LISTED ENTRIES:
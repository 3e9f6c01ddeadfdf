//! Catalog test methods.

use chrono::{DateTime, Utc};
use serde::{Deserialize, Serialize};
use uuid::Uuid;

/// A catalog test method offered by a capability.
#[derive(Debug, Clone, PartialEq, Serialize, Deserialize)]
pub struct TestMethod {
    pub id: Uuid,
    /// Method code (unique, e.g. `ASTM D638`).
    pub code: String,
    pub name: String,
    /// Owning capability. NTR submissions are split along this field.
    pub capability_id: Uuid,
    pub equipment_id: Option<Uuid>,
    /// Price per testing sample.
    pub price: f64,
    pub turnaround_days: i64,
    pub sample_requirement: Option<String>,
    pub is_active: bool,
    pub created_at: DateTime<Utc>,
    pub updated_at: DateTime<Utc>,
}

impl TestMethod {
    pub fn new(code: impl Into<String>, name: impl Into<String>, capability_id: Uuid) -> Self {
        let now = Utc::now();
        Self {
            id: Uuid::new_v4(),
            code: code.into(),
            name: name.into(),
            capability_id,
            equipment_id: None,
            price: 0.0,
            turnaround_days: 0,
            sample_requirement: None,
            is_active: true,
            created_at: now,
            updated_at: now,
        }
    }
}

#[derive(Debug, Clone, Default, Serialize, Deserialize)]
pub struct TestMethodUpdate {
    pub code: Option<String>,
    pub name: Option<String>,
    pub capability_id: Option<Uuid>,
    pub equipment_id: Option<Option<Uuid>>,
    pub price: Option<f64>,
    pub turnaround_days: Option<i64>,
    pub sample_requirement: Option<Option<String>>,
    pub is_active: Option<bool>,
}

#[derive(Debug, Clone, Default)]
pub struct TestMethodFilter {
    pub capability_id: Option<Uuid>,
    pub is_active: Option<bool>,
    pub search: Option<String>,
}
//! Internal orders (budget codes) that requests are charged to.

use chrono::{DateTime, Utc};
use serde::{Deserialize, Serialize};
use uuid::Uuid;

/// An internal order number.
#[derive(Debug, Clone, PartialEq, Serialize, Deserialize)]
pub struct Io {
    pub id: Uuid,
    /// IO number (unique).
    pub io_number: String,
    pub name: String,
    pub responsible: Option<String>,
    pub cost_center: Option<String>,
    /// Closed IOs cannot be charged by new requests.
    pub is_active: bool,
    pub created_at: DateTime<Utc>,
    pub updated_at: DateTime<Utc>,
}

impl Io {
    pub fn new(io_number: impl Into<String>, name: impl Into<String>) -> Self {
        let now = Utc::now();
        Self {
            id: Uuid::new_v4(),
            io_number: io_number.into(),
            name: name.into(),
            responsible: None,
            cost_center: None,
            is_active: true,
            created_at: now,
            updated_at: now,
        }
    }
}

#[derive(Debug, Clone, Default, Serialize, Deserialize)]
pub struct IoUpdate {
    pub io_number: Option<String>,
    pub name: Option<String>,
    pub responsible: Option<Option<String>>,
    pub cost_center: Option<Option<String>>,
    pub is_active: Option<bool>,
}

#[derive(Debug, Clone, Default)]
pub struct IoFilter {
    pub is_active: Option<bool>,
    pub search: Option<String>,
}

WHAT THIS TASK INVOLVES: Print out all the material above, unaltered.

COMPLETED EXERCISE:
repository 3e9f6c01ddeadfdf
//! Catalog test methods.

use chrono::{DateTime, Utc};
use serde::{Deserialize, Serialize};
use uuid::Uuid;

/// A catalog test method offered by a capability.
#[derive(Debug, Clone, PartialEq, Serialize, Deserialize)]
pub struct TestMethod {
    pub id: Uuid,
    /// Method code (unique, e.g. `ASTM D638`).
    pub code: String,
    pub name: String,
    /// Owning capability. NTR submissions are split along this field.
    pub capability_id: Uuid,
    pub equipment_id: Option<Uuid>,
    /// Price per testing sample.
    pub price: f64,
    pub turnaround_days: i64,
    pub sample_requirement: Option<String>,
    pub is_active: bool,
    pub created_at: DateTime<Utc>,
    pub updated_at: DateTime<Utc>,
}

impl TestMethod {
    pub fn new(code: impl Into<String>, name: impl Into<String>, capability_id: Uuid) -> Self {
        let now = Utc::now();
        Self {
            id: Uuid::new_v4(),
            code: code.into(),
            name: name.into(),
            capability_id,
            equipment_id: None,
            price: 0.0,
            turnaround_days: 0,
            sample_requirement: None,
            is_active: true,
            created_at: now,
            updated_at: now,
        }
    }
}

#[derive(Debug, Clone, Default, Serialize, Deserialize)]
pub struct TestMethodUpdate {
    pub code: Option<String>,
    pub name: Option<String>,
    pub capability_id: Option<Uuid>,
    pub equipment_id: Option<Option<Uuid>>,
    pub price: Option<f64>,
    pub turnaround_days: Option<i64>,
    pub sample_requirement: Option<Option<String>>,
    pub is_active: Option<bool>,
}

#[derive(Debug, Clone, Default)]
pub struct TestMethodFilter {
    pub capability_id: Option<Uuid>,
    pub is_active: Option<bool>,
    pub search: Option<String>,
}
//! Internal orders (budget codes) that requests are charged to.

use chrono::{DateTime, Utc};
use serde::{Deserialize, Serialize};
use uuid::Uuid;

/// An internal order number.
#[derive(Debug, Clone, PartialEq, Serialize, Deserialize)]
pub struct Io {
    pub id: Uuid,
    /// IO number (unique).
    pub io_number: String,
    pub name: String,
    pub responsible: Option<String>,
    pub cost_center: Option<String>,
    /// Closed IOs cannot be charged by new requests.
    pub is_active: bool,
    pub created_at: DateTime<Utc>,
    pub updated_at: DateTime<Utc>,
}

impl Io {
    pub fn new(io_number: impl Into<String>, name: impl Into<String>) -> Self {
        let now = Utc::now();
        Self {
            id: Uuid::new_v4(),
            io_number: io_number.into(),
            name: name.into(),
            responsible: None,
            cost_center: None,
            is_active: true,
            created_at: now,
            updated_at: now,
        }
    }
}

#[derive(Debug, Clone, Default, Serialize, Deserialize)]
pub struct IoUpdate {
    pub io_number: Option<String>,
    pub name: Option<String>,
    pub responsible: Option<Option<String>>,
    pub cost_center: Option<Option<String>>,
    pub is_active: Option<bool>,
}

#[derive(Debug, Clone, Default)]
pub struct IoFilter {
    pub is_active: Option<bool>,
    pub search: Option<String>,
}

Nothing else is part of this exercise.